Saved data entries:
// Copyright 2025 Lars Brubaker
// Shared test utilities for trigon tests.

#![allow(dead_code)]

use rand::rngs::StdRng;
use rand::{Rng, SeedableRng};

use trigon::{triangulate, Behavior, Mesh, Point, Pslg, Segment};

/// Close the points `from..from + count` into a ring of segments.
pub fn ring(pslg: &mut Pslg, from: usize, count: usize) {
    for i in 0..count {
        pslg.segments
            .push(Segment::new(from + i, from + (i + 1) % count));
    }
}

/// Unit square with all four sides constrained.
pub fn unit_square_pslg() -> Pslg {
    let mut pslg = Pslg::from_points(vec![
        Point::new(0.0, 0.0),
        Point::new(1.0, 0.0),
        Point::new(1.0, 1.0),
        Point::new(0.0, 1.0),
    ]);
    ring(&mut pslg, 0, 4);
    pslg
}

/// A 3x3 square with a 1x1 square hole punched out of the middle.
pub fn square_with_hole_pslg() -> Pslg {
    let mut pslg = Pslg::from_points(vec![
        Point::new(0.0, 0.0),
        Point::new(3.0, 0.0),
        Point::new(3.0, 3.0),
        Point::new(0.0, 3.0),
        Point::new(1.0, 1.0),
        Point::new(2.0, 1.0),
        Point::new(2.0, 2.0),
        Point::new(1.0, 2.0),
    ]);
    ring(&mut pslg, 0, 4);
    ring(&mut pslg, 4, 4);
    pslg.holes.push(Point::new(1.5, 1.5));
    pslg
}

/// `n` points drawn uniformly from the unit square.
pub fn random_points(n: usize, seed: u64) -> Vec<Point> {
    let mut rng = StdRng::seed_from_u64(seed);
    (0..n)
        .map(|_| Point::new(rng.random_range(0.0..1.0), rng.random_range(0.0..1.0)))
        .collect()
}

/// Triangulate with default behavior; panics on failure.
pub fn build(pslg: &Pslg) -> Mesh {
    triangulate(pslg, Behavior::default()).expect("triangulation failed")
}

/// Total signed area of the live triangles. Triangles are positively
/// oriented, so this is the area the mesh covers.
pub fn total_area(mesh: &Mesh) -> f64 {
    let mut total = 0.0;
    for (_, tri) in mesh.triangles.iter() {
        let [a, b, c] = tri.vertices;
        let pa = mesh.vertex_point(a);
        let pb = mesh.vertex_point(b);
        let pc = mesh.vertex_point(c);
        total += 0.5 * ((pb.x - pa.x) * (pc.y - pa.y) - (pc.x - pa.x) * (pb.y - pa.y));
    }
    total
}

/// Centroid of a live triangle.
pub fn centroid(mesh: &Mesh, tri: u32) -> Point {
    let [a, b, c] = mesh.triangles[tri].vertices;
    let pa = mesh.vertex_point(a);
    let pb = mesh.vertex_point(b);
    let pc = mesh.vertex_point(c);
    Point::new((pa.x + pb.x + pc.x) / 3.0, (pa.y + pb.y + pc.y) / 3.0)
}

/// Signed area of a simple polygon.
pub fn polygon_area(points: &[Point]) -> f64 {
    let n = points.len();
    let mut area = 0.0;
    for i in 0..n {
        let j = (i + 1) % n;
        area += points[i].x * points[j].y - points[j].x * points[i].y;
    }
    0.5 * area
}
==
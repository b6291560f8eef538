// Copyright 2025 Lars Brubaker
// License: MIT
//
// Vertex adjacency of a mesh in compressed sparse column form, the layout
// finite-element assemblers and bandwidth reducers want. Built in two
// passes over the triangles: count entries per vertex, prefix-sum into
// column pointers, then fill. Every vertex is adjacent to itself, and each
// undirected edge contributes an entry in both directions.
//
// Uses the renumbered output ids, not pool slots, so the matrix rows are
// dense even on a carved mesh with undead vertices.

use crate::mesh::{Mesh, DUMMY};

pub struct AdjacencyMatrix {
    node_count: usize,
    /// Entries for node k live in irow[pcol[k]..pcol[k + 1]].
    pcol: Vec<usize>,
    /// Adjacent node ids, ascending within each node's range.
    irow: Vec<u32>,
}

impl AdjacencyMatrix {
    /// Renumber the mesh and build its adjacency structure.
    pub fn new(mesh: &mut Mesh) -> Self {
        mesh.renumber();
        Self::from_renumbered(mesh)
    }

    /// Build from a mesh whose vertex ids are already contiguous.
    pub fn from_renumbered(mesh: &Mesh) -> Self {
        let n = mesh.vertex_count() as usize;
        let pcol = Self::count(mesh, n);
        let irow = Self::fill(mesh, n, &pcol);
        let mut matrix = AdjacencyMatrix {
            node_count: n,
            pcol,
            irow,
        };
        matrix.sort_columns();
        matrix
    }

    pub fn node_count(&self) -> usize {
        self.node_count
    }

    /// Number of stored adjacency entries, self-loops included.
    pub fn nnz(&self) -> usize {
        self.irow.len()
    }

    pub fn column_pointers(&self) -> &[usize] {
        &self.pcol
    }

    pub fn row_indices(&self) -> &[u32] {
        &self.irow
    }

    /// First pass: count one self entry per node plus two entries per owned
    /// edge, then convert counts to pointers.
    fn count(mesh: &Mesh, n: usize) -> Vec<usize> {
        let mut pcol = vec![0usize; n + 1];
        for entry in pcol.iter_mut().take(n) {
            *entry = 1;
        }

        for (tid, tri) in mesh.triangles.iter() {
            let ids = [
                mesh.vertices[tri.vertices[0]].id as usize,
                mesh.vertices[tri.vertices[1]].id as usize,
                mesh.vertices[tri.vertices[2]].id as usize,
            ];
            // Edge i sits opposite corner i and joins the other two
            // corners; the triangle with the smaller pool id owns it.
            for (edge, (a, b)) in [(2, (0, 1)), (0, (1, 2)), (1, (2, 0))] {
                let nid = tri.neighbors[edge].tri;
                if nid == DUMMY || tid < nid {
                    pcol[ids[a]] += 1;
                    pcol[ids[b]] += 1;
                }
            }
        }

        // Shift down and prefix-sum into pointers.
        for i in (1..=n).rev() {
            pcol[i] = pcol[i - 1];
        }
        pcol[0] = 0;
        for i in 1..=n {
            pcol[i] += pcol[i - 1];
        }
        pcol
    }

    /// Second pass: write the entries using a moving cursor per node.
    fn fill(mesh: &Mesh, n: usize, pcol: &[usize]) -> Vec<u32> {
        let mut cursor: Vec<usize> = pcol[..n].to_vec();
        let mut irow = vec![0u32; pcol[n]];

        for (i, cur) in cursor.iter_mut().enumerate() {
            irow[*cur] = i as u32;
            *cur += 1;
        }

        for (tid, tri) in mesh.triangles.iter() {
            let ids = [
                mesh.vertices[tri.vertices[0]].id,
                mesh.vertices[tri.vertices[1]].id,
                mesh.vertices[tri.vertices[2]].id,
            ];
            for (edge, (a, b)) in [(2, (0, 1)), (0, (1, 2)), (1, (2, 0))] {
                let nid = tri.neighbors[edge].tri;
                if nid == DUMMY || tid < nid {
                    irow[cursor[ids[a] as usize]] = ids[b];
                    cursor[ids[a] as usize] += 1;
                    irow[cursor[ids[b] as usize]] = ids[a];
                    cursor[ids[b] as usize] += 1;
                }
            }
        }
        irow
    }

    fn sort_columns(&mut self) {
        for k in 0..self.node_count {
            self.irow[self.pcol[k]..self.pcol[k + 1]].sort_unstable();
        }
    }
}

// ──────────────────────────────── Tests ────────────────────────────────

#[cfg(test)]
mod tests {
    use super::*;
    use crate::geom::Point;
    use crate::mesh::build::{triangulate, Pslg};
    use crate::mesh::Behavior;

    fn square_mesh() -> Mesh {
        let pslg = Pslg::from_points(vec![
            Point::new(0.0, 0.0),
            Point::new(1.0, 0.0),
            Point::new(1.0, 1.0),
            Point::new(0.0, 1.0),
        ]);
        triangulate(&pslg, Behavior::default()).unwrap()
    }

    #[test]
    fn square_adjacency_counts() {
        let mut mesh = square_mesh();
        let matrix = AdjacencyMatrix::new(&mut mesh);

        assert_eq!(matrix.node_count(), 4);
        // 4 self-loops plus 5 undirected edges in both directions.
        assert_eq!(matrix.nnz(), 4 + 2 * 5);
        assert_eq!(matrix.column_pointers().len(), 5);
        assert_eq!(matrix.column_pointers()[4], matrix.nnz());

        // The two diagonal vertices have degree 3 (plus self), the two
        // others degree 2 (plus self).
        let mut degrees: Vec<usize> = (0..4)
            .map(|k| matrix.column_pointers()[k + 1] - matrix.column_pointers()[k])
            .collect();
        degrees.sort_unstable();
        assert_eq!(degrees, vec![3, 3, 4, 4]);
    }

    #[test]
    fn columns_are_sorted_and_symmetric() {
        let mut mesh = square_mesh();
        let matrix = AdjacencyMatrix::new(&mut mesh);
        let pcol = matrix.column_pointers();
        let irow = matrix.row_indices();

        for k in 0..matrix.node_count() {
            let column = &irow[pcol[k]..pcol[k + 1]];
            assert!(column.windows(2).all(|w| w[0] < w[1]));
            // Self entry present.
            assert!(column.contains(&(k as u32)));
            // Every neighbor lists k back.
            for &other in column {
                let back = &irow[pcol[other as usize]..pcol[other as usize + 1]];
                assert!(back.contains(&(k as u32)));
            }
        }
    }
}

# [Aim of the exercise]
Whenever the string "back" occurs in a line of the entries above, copy that line.

# [Task response]
            // Every neighbor lists k back.
                let back = &irow[pcol[other as usize]..pcol[other as usize + 1]];
                assert!(back.contains(&(k as u32)));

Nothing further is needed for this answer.